## WORK TO COMPLETE
Report how many lines contain the word "Uuid" in the listing that follows. Give nothing besides the number.

## LISTED RECORDS
//! Integration tests for `FileStore`.

use std::path::PathBuf;

use hangman_core::error::GameError;
use hangman_core::store::{PersistenceStore, STATISTICS_KEY};
use hangman_store::file_store::FileStore;
use hangman_store::layout::staging_path;
use serde_json::json;
use uuid::Uuid;

/// A fresh directory under the system temp dir; removed on drop.
struct TempDir(PathBuf);

impl TempDir {
    fn new() -> Self {
        Self(std::env::temp_dir().join(format!("hangman-store-{}", Uuid::new_v4())))
    }
}

impl Drop for TempDir {
    fn drop(&mut self) {
        let _ = std::fs::remove_dir_all(&self.0);
    }
}

// --- get ---

#[test]
fn test_get_missing_key_returns_none() {
    let dir = TempDir::new();
    let store = FileStore::new(&dir.0);

    assert_eq!(store.get(STATISTICS_KEY).unwrap(), None);
    assert!(!dir.0.exists());
}

#[test]
fn test_get_corrupt_file_is_a_storage_error() {
    let dir = TempDir::new();
    std::fs::create_dir_all(&dir.0).unwrap();
    std::fs::write(dir.0.join("statistics.json"), "{ not json").unwrap();
    let store = FileStore::new(&dir.0);

    match store.get(STATISTICS_KEY).unwrap_err() {
        GameError::Storage(msg) => assert!(msg.contains("statistics")),
        other => panic!("expected Storage, got {other:?}"),
    }
}

// --- set + get ---

#[test]
fn test_set_then_get_returns_blob() {
    let dir = TempDir::new();
    let store = FileStore::new(&dir.0);
    let blob = json!({"gamesWon": 3, "history": []});

    store.set(STATISTICS_KEY, blob.clone()).unwrap();

    assert_eq!(store.get(STATISTICS_KEY).unwrap(), Some(blob));
    assert!(dir.0.join("statistics.json").is_file());
    assert!(!staging_path(&dir.0, STATISTICS_KEY).exists());
}

#[test]
fn test_set_replaces_previous_blob() {
    let dir = TempDir::new();
    let store = FileStore::new(&dir.0);

    store.set("best_times", json!({"easy": 9000})).unwrap();
    store.set("best_times", json!({"easy": 4000})).unwrap();

    assert_eq!(
        store.get("best_times").unwrap(),
        Some(json!({"easy": 4000}))
    );
}

#[test]
fn test_blobs_survive_a_new_store_instance() {
    let dir = TempDir::new();
    FileStore::new(&dir.0)
        .set("achievements", json!({"firstWin": {"unlocked": true}}))
        .unwrap();

    let reopened = FileStore::new(&dir.0);

    assert_eq!(
        reopened.get("achievements").unwrap(),
        Some(json!({"firstWin": {"unlocked": true}}))
    );
}

#[test]
fn test_set_rejects_path_like_key() {
    let dir = TempDir::new();
    let store = FileStore::new(&dir.0);

    let err = store.set("../escape", json!(1)).unwrap_err();

    assert!(matches!(err, GameError::Storage(_)));
    assert!(!err.is_fatal());
}

#[test]
fn test_set_fails_when_root_is_a_file() {
    let dir = TempDir::new();
    std::fs::create_dir_all(&dir.0).unwrap();
    let file = dir.0.join("occupied");
    std::fs::write(&file, "x").unwrap();
    let store = FileStore::new(&file);

    match store.set(STATISTICS_KEY, json!({})).unwrap_err() {
        GameError::Storage(msg) => assert!(msg.contains(STATISTICS_KEY)),
        other => panic!("expected Storage, got {other:?}"),
    }
}

// --- remove ---

#[test]
fn test_remove_deletes_blob_and_tolerates_missing() {
    let dir = TempDir::new();
    let store = FileStore::new(&dir.0);
    store.set("word_cache", json!({"easy": {}})).unwrap();

    store.remove("word_cache").unwrap();
    store.remove("word_cache").unwrap();

    assert_eq!(store.get("word_cache").unwrap(), None);
}
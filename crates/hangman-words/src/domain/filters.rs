//! Practice-mode candidate filters: word length and repeat avoidance.

use std::collections::{BTreeMap, BTreeSet};

use serde::{Deserialize, Serialize};

use super::catalog::Difficulty;

/// Inclusive bounds on a word's letter count (spaces excluded).
#[derive(Debug, Clone, Copy, Default, PartialEq, Eq, Serialize, Deserialize)]
pub struct LengthFilter {
    /// Minimum letter count, if bounded below.
    pub min: Option<usize>,
    /// Maximum letter count, if bounded above.
    pub max: Option<usize>,
}

impl LengthFilter {
    /// Whether `word` satisfies the bounds.
    #[must_use]
    pub fn accepts(&self, word: &str) -> bool {
        let letters = word.chars().filter(|c| *c != ' ').count();
        self.min.is_none_or(|min| letters >= min) && self.max.is_none_or(|max| letters <= max)
    }

    /// Whether the filter constrains anything.
    #[must_use]
    pub fn is_unbounded(&self) -> bool {
        self.min.is_none() && self.max.is_none()
    }
}

/// Storage key for the seen-set of one difficulty/category pair.
#[must_use]
pub fn seen_key(difficulty: Difficulty, category: &str) -> String {
    format!("{difficulty}-{category}")
}

/// Words already served in practice mode, keyed by `"difficulty-category"`.
#[derive(Debug, Clone, Default, PartialEq, Eq, Serialize, Deserialize)]
#[serde(transparent)]
pub struct SeenWords {
    by_key: BTreeMap<String, BTreeSet<String>>,
}

impl SeenWords {
    /// Creates an empty record.
    #[must_use]
    pub fn new() -> Self {
        Self::default()
    }

    /// Whether `word` has been served for this pair.
    #[must_use]
    pub fn contains(&self, difficulty: Difficulty, category: &str, word: &str) -> bool {
        self.by_key
            .get(&seen_key(difficulty, category))
            .is_some_and(|seen| seen.contains(word))
    }

    /// Records `word` as served for this pair.
    pub fn record(&mut self, difficulty: Difficulty, category: &str, word: &str) {
        self.by_key
            .entry(seen_key(difficulty, category))
            .or_default()
            .insert(word.to_owned());
    }

    /// Forgets every word served for this pair.
    pub fn clear(&mut self, difficulty: Difficulty, category: &str) {
        self.by_key.remove(&seen_key(difficulty, category));
    }

    /// Number of words served for this pair.
    #[must_use]
    pub fn count(&self, difficulty: Difficulty, category: &str) -> usize {
        self.by_key
            .get(&seen_key(difficulty, category))
            .map_or(0, BTreeSet::len)
    }

    /// Total words served across all pairs.
    #[must_use]
    pub fn total(&self) -> usize {
        self.by_key.values().map(BTreeSet::len).sum()
    }
}
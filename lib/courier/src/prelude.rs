//! Prelude module for convenient imports.
//!
//! This module re-exports the most commonly used types, traits and the derive
//! macro for easy glob importing:
//!
//! ```ignore
//! use courier::prelude::*;
//! ```

pub use crate::{
    AnyEndpoint, Authenticating, BuildError, CachePolicy, DateStrategy, Dispatch, Endpoint,
    Headers, HttpError, HttpResponse, HyperClient, Interceptable, Method, NotificationPublishable,
    OptionalResponse, Raw, Request, Result, ResultFormat, Session, Timestamp,
};
pub use serde::{Deserialize, Serialize};
pub use std::borrow::Cow;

## RESULT BELOW
2